While the overall operation of the system is illustrated in FIG. 1, FIGS. 2 and 3 when arranged in side by side position illustrate the circuitry of the receiver-converter in detail and FIG. 4 is a schematic diagram of the signal carrier oscillator circuit.

Before considering the receiver-converter circuit in detail, consider the signal generator 25 (FIG. 4). The generator 25 includes a cathode tuned oscillator tube 81, cathode follower output tube 82, a source of B+ 65 and the various associated circuit components. Closure of switch 83 causes the generator 25 to generate a 9.25 mc. unmodulated carrier. It is amplified and connected to the cable 29 as shown. Control of the meter 31, etc., is effected by operation of the switch 63.

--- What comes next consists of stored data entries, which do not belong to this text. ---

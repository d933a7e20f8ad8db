use tracing::debug;

use crate::error::{ChartError, ChartResult};
use crate::extensions::{ExportOptions, export_selected_data};
use crate::interaction::{PixelPoint, SelectionOutcome, SelectionRange};
use crate::render::Renderer;

use super::ChartInstance;

impl<R: Renderer> ChartInstance<R> {
    /// Flips drag-to-select mode and returns the new state.
    pub fn toggle_selection_mode(&mut self) -> bool {
        let enabled = self.selection.borrow_mut().toggle_selection_mode();
        if !enabled {
            self.viewport.set_interaction_locked(false);
        }
        self.needs_render = true;
        enabled
    }

    #[must_use]
    pub fn is_selection_mode(&self) -> bool {
        self.selection.borrow().is_enabled()
    }

    #[must_use]
    pub fn selection(&self) -> Option<SelectionRange> {
        self.selection.borrow().selection().cloned()
    }

    /// Starts a drag. Ambient zoom sync is ignored until the drag ends.
    pub fn selection_pointer_down(&mut self, x: f64, y: f64) -> bool {
        let started = self
            .selection
            .borrow_mut()
            .pointer_down(PixelPoint::new(x, y), self.plot_area);
        if started {
            self.viewport.set_interaction_locked(true);
            self.needs_render = true;
        }
        started
    }

    pub fn selection_pointer_move(&mut self, x: f64, y: f64) {
        let mut engine = self.selection.borrow_mut();
        if engine.is_selecting() {
            engine.pointer_move(PixelPoint::new(x, y), self.plot_area);
            self.needs_render = true;
        }
    }

    /// Ends a drag. Coordinates are mapped through the visible viewport.
    pub fn selection_pointer_up(&mut self, x: f64, y: f64) -> ChartResult<SelectionOutcome> {
        self.viewport.set_interaction_locked(false);
        let (Some(viewport), Some(data)) = (self.viewport.current(), self.data.as_ref()) else {
            self.selection.borrow_mut().clear();
            return Ok(SelectionOutcome::Ignored);
        };
        let outcome = self.selection.borrow_mut().pointer_up(
            PixelPoint::new(x, y),
            self.plot_area,
            viewport,
            data,
        )?;
        if outcome != SelectionOutcome::Ignored {
            self.needs_render = true;
        }
        Ok(outcome)
    }

    pub fn clear_selection(&mut self) {
        self.selection.borrow_mut().clear();
        self.needs_render = true;
    }

    /// Zooms to the padded selection, broadcasts the new x range and clears
    /// the selection. Returns `false` when nothing was applied.
    pub fn zoom_to_selection(&mut self) -> ChartResult<bool> {
        let target = self.selection.borrow_mut().take_zoom_target();
        let Some(target) = target else {
            return Ok(false);
        };
        debug!(
            chart = %self.id,
            x_min = target.x_min(),
            x_max = target.x_max(),
            "zoom to selection"
        );
        self.zoom_to(target)?;
        Ok(true)
    }

    /// Exports the committed selection as CSV or JSON text.
    pub fn export_selection(&self, options: &ExportOptions) -> ChartResult<String> {
        let engine = self.selection.borrow();
        let selection = engine
            .selection()
            .ok_or_else(|| ChartError::InvalidData("no selection to export".to_owned()))?;
        export_selected_data(&selection.selected_data_points, options)
    }
}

The receiver-converter circuit 30 as illustrated in combined FIGS. 2 and 3 and more particularly the switching circuit 41 thereof includes a stepping relay or switch 101 that comprises a relay coil 102 and nine multi-position wafer sections 103a-103z', the four switches 61-64 and slow release relays 104, 105, 106 and 107, which are respectively associated with the selector switches (i1-64. The wafers 103a-103z' are associated with various parts of the receiver-converter 30 in order to provide the necessary switching functions for resetting channels l and 2 to the preview channels after the termination of a subscription program which the subscriber has viewed (103b), visually indicating the channel in use at any one time (103e), establishing a closed path for B+ to the local oscillator 44 only after a switch has been actuated (103d), switching the antenna and pay television channels as provided by auxiliary switching circuit 41a in the FIG. 1 block diagram (103e and 1031), and switching the proper tuned circuits into cooperative relationship with the mixer 43, the local oscillator 44 and the band pass RF amplifier 42 (103g-z').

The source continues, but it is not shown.